What lines in the listing include "into"? Return a copy of each.

┌──

//! git::mock
//!
//! In-memory [`GitClient`] for deterministic testing.
//!
//! # Example
//!
//! ```
//! use mkgit::git::mock::MockGit;
//! use mkgit::git::GitClient;
//!
//! let git = MockGit::on_branch("main");
//! git.add_remote("origin", "ssh://example.org/srv/a.git").unwrap();
//! assert!(git.add_remote("origin", "ssh://example.org/srv/b.git").is_err());
//! ```

use std::collections::BTreeMap;
use std::sync::{Arc, Mutex};

use super::interface::{GitClient, GitError};

/// Operations recorded by [`MockGit`].
#[derive(Debug, Clone, PartialEq, Eq)]
pub enum GitOperation {
    AddRemote { name: String, url: String },
    RemoveRemote { name: String },
    Push { remote: String, branch: String },
}

#[derive(Debug, Default)]
struct MockGitInner {
    branch: Option<String>,
    remotes: BTreeMap<String, String>,
    first_subject: Option<String>,
    unborn: bool,
    fail_push: bool,
    operations: Vec<GitOperation>,
}

/// Mock repository.
///
/// Thread-safe via internal `Arc<Mutex<...>>` wrapping; clones share state.
#[derive(Debug, Clone, Default)]
pub struct MockGit {
    inner: Arc<Mutex<MockGitInner>>,
}

impl MockGit {
    /// A repository with `branch` checked out.
    pub fn on_branch(branch: &str) -> Self {
        let git = Self::default();
        git.lock().branch = Some(branch.to_string());
        git
    }

    /// A repository on `branch` before its first commit.
    pub fn unborn(branch: &str) -> Self {
        let git = Self::on_branch(branch);
        git.lock().unborn = true;
        git
    }

    /// A repository with a detached HEAD.
    pub fn detached() -> Self {
        Self::default()
    }

    /// Pre-populate a remote.
    pub fn with_remote(self, name: &str, url: &str) -> Self {
        self.lock().remotes.insert(name.to_string(), url.to_string());
        self
    }

    /// Set the subject of the oldest commit.
    pub fn with_first_subject(self, subject: &str) -> Self {
        self.lock().first_subject = Some(subject.to_string());
        self
    }

    /// Make every push fail.
    pub fn failing_push(self) -> Self {
        self.lock().fail_push = true;
        self
    }

    /// Recorded mutating operations, in order.
    pub fn operations(&self) -> Vec<GitOperation> {
        self.lock().operations.clone()
    }

    fn lock(&self) -> std::sync::MutexGuard<'_, MockGitInner> {
        self.inner.lock().expect("mock git lock poisoned")
    }
}

impl GitClient for MockGit {
    fn current_branch(&self) -> Result<Option<String>, GitError> {
        Ok(self.lock().branch.clone())
    }

    fn remote_url(&self, name: &str) -> Result<Option<String>, GitError> {
        Ok(self.lock().remotes.get(name).cloned())
    }

    fn add_remote(&self, name: &str, url: &str) -> Result<(), GitError> {
        let mut inner = self.lock();
        if inner.remotes.contains_key(name) {
            return Err(GitError::RemoteExists {
                name: name.to_string(),
            });
        }
        inner.remotes.insert(name.to_string(), url.to_string());
        inner.operations.push(GitOperation::AddRemote {
            name: name.to_string(),
            url: url.to_string(),
        });
        Ok(())
    }

    fn remove_remote(&self, name: &str) -> Result<(), GitError> {
        let mut inner = self.lock();
        if inner.remotes.remove(name).is_none() {
            return Err(GitError::Internal {
                message: format!("remote '{}' does not exist", name),
            });
        }
        inner.operations.push(GitOperation::RemoveRemote {
            name: name.to_string(),
        });
        Ok(())
    }

    fn push_upstream(&self, remote: &str, branch: &str) -> Result<(), GitError> {
        let mut inner = self.lock();
        inner.operations.push(GitOperation::Push {
            remote: remote.to_string(),
            branch: branch.to_string(),
        });
        if inner.fail_push {
            return Err(GitError::PushFailed {
                remote: remote.to_string(),
                branch: branch.to_string(),
                stderr: "mock push failure".to_string(),
            });
        }
        Ok(())
    }

    fn has_commits(&self, _branch: &str) -> Result<bool, GitError> {
        Ok(!self.lock().unborn)
    }

    fn first_commit_subject(&self, _branch: &str) -> Result<Option<String>, GitError> {
        Ok(self.lock().first_subject.clone())
    }
}
//! engine::link
//!
//! Connects the local repository to the freshly created upstream.
//!
//! # Invariants
//!
//! - Only `main` or `master` is ever pushed; any other checked-out branch is
//!   rejected by [`LocalRepoLinker::check_branch`], which the runner calls
//!   before any remote work.
//! - An existing `origin` is replaced, never merged, so reruns succeed.
//! - A failed push is fatal and leaves the remote repository in place.

use crate::git::{GitClient, GitError};

/// Name of the remote the linker manages.
pub const ORIGIN: &str = "origin";

/// Branches the linker will push.
pub const SUPPORTED_BRANCHES: [&str; 2] = ["main", "master"];

/// Result of [`LocalRepoLinker::attach`].
#[derive(Debug, Clone, PartialEq, Eq)]
pub struct AttachOutcome {
    /// URL `origin` pointed at before it was replaced.
    pub replaced: Option<String>,
}

/// Sets `origin` and pushes the current branch.
pub struct LocalRepoLinker<'a> {
    git: &'a dyn GitClient,
}

impl<'a> LocalRepoLinker<'a> {
    pub fn new(git: &'a dyn GitClient) -> Self {
        Self { git }
    }

    /// The checked-out branch, if it is one we push.
    ///
    /// # Errors
    ///
    /// - [`GitError::NoBranch`] for a detached HEAD
    /// - [`GitError::UnsupportedBranch`] for anything but `main`/`master`
    /// - [`GitError::EmptyBranch`] if the branch has no commits
    pub fn check_branch(&self) -> Result<String, GitError> {
        let branch = self.git.current_branch()?.ok_or(GitError::NoBranch)?;
        if !SUPPORTED_BRANCHES.contains(&branch.as_str()) {
            return Err(GitError::UnsupportedBranch { branch });
        }
        if !self.git.has_commits(&branch)? {
            return Err(GitError::EmptyBranch { branch });
        }
        Ok(branch)
    }

    /// Point `origin` at `push_url` and push `branch` upstream.
    pub fn attach(&self, push_url: &str, branch: &str) -> Result<AttachOutcome, GitError> {
        let replaced = match self.git.add_remote(ORIGIN, push_url) {
            Ok(()) => None,
            Err(GitError::RemoteExists { .. }) => {
                let previous = self.git.remote_url(ORIGIN)?;
                self.git.remove_remote(ORIGIN)?;
                self.git.add_remote(ORIGIN, push_url)?;
                previous
            }
            Err(e) => return Err(e),
        };

        self.git.push_upstream(ORIGIN, branch)?;
        Ok(AttachOutcome { replaced })
    }
}
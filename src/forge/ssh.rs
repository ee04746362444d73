//! forge::ssh
//!
//! Bare repositories on ssh-reachable hosts, for raw `ssh://` locators and
//! named sites.
//!
//! # Design
//!
//! Provisioning is a single shell script executed on the remote host
//! through a [`RemoteShell`]. Every interpolated value is single-quoted
//! with [`shell_quote`], so project names and paths may contain quotes,
//! `$`, `!` or backslashes without changing the script.
//!
//! The script:
//!
//! ```text
//! mkdir -p <parent> && cd <parent> && git init --quiet --bare --shared=group <project>
//!   [&& printf '%s\n' <description> > <project>/description]
//!   [&& touch <project>/git-daemon-export-ok]                 (public only)
//!   [&& ln -s "$PWD"/<project> <link-dir>/<project-leaf>]     (public, link dir set)
//! ```
//!
//! Parent paths that are not absolute (or that start with `~`) are taken
//! relative to the login directory and rendered as `/~/...` in the URL.

use std::process::Command;

use async_trait::async_trait;

use super::traits::{ForgeError, ProvisionRequest, Provisioner};
use crate::core::target::check_ssh_host;
use crate::core::types::{ProvisionResult, Visibility};

/// Marker that lets `git daemon` export a repository.
pub const EXPORT_MARKER: &str = "git-daemon-export-ok";

/// Executes a shell script on a remote host.
pub trait RemoteShell: Send + Sync {
    /// Run `script` on `host` (`[user@]host[:port]`).
    ///
    /// # Errors
    ///
    /// [`ForgeError::RemoteShellFailure`] on a non-zero exit.
    fn run(&self, host: &str, script: &str) -> Result<(), ForgeError>;
}

/// [`RemoteShell`] backed by the local `ssh` binary.
#[derive(Debug, Clone, Default)]
pub struct SshShell;

impl SshShell {
    /// Arguments for `ssh`, splitting a trailing `:port` into `-p`.
    pub fn args(host: &str, script: &str) -> Vec<String> {
        let mut args = Vec::new();
        let target = match host.rsplit_once(':') {
            Some((h, port)) if !port.is_empty() && port.chars().all(|c| c.is_ascii_digit()) => {
                args.push("-p".to_string());
                args.push(port.to_string());
                h
            }
            _ => host,
        };
        args.push(target.to_string());
        args.push("--".to_string());
        args.push(script.to_string());
        args
    }
}

impl RemoteShell for SshShell {
    fn run(&self, host: &str, script: &str) -> Result<(), ForgeError> {
        check_ssh_host(host).map_err(|reason| ForgeError::RemoteShellFailure {
            host: host.to_string(),
            status: "not started".to_string(),
            stderr: reason,
        })?;
        let output = Command::new("ssh")
            .args(Self::args(host, script))
            .output()
            .map_err(|e| ForgeError::RemoteShellFailure {
                host: host.to_string(),
                status: "not started".to_string(),
                stderr: e.to_string(),
            })?;

        if !output.status.success() {
            return Err(ForgeError::RemoteShellFailure {
                host: host.to_string(),
                status: output
                    .status
                    .code()
                    .map(|c| format!("exit {}", c))
                    .unwrap_or_else(|| "signal".to_string()),
                stderr: String::from_utf8_lossy(&output.stderr).trim().to_string(),
            });
        }
        Ok(())
    }
}

/// Quote `s` for a POSIX shell.
///
/// The result is always a single word, even for the empty string.
pub fn shell_quote(s: &str) -> String {
    format!("'{}'", s.replace('\'', r"'\''"))
}

/// Where the parent directory lives on the remote host.
#[derive(Debug, Clone, PartialEq, Eq)]
pub struct RemoteParent {
    /// Path as used in the remote script.
    pub script_path: String,
    /// Path as used in the push URL (always starts with `/`).
    pub url_path: String,
}

impl RemoteParent {
    pub fn new(parent: &str) -> Self {
        let trimmed = parent.trim_end_matches('/');
        let relative = trimmed
            .strip_prefix("/~/")
            .or_else(|| trimmed.strip_prefix("~/"))
            .or_else(|| (trimmed == "~" || trimmed == "/~").then_some(""))
            .or_else(|| (!trimmed.starts_with('/')).then_some(trimmed));

        match relative {
            Some("") => Self {
                script_path: ".".to_string(),
                url_path: "/~".to_string(),
            },
            Some(rel) => Self {
                script_path: rel.to_string(),
                url_path: format!("/~/{}", rel),
            },
            None => Self {
                script_path: trimmed.to_string(),
                url_path: trimmed.to_string(),
            },
        }
    }
}

/// Build the remote provisioning script.
pub fn init_script(
    parent: &RemoteParent,
    project: &str,
    description: Option<&str>,
    visibility: Visibility,
    link_dir: Option<&str>,
) -> String {
    let dir = shell_quote(&parent.script_path);
    let repo = shell_quote(project);

    let mut steps = vec![
        format!("mkdir -p {}", dir),
        format!("cd {}", dir),
        format!("git init --quiet --bare --shared=group {}", repo),
    ];

    if let Some(desc) = description {
        steps.push(format!(
            "printf '%s\\n' {} > {}",
            shell_quote(desc),
            shell_quote(&format!("{}/description", project))
        ));
    }

    if visibility.is_public() {
        steps.push(format!(
            "touch {}",
            shell_quote(&format!("{}/{}", project, EXPORT_MARKER))
        ));
        if let Some(link_dir) = link_dir {
            let leaf = project.rsplit('/').next().unwrap_or(project);
            steps.push(format!(
                "ln -s \"$PWD\"/{} {}",
                repo,
                shell_quote(&format!("{}/{}", link_dir.trim_end_matches('/'), leaf))
            ));
        }
    }

    steps.join(" && ")
}

/// Provisioner for raw `ssh://` targets and named sites.
pub struct ShellProvisioner {
    shell: Box<dyn RemoteShell>,
}

impl std::fmt::Debug for ShellProvisioner {
    fn fmt(&self, f: &mut std::fmt::Formatter<'_>) -> std::fmt::Result {
        f.debug_struct("ShellProvisioner").finish_non_exhaustive()
    }
}

impl ShellProvisioner {
    pub fn new(shell: Box<dyn RemoteShell>) -> Self {
        Self { shell }
    }
}

#[async_trait]
impl Provisioner for ShellProvisioner {
    fn name(&self) -> &'static str {
        "ssh"
    }

    async fn provision(&self, request: &ProvisionRequest) -> Result<ProvisionResult, ForgeError> {
        if request.fork {
            return Err(ForgeError::UnsupportedOperation(
                "forking is only supported on GitHub".into(),
            ));
        }

        let target = &request.target;
        let host = target
            .host
            .as_deref()
            .ok_or(ForgeError::IncompleteTarget("host"))?;
        let parent = RemoteParent::new(
            target
                .parent_path
                .as_deref()
                .ok_or(ForgeError::IncompleteTarget("parent path"))?,
        );
        let project = request.project();

        let script = init_script(
            &parent,
            project.as_str(),
            request.description.as_deref(),
            request.visibility,
            target.repo_link_dir.as_deref(),
        );
        self.shell.run(host, &script)?;

        Ok(ProvisionResult {
            push_url: format!("ssh://{}{}/{}", host, parent.url_path, project),
        })
    }
}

└──

Exercise output:
    /// Arguments for `ssh`, splitting a trailing `:port` into `-p`.
                "forking is only supported on GitHub".into(),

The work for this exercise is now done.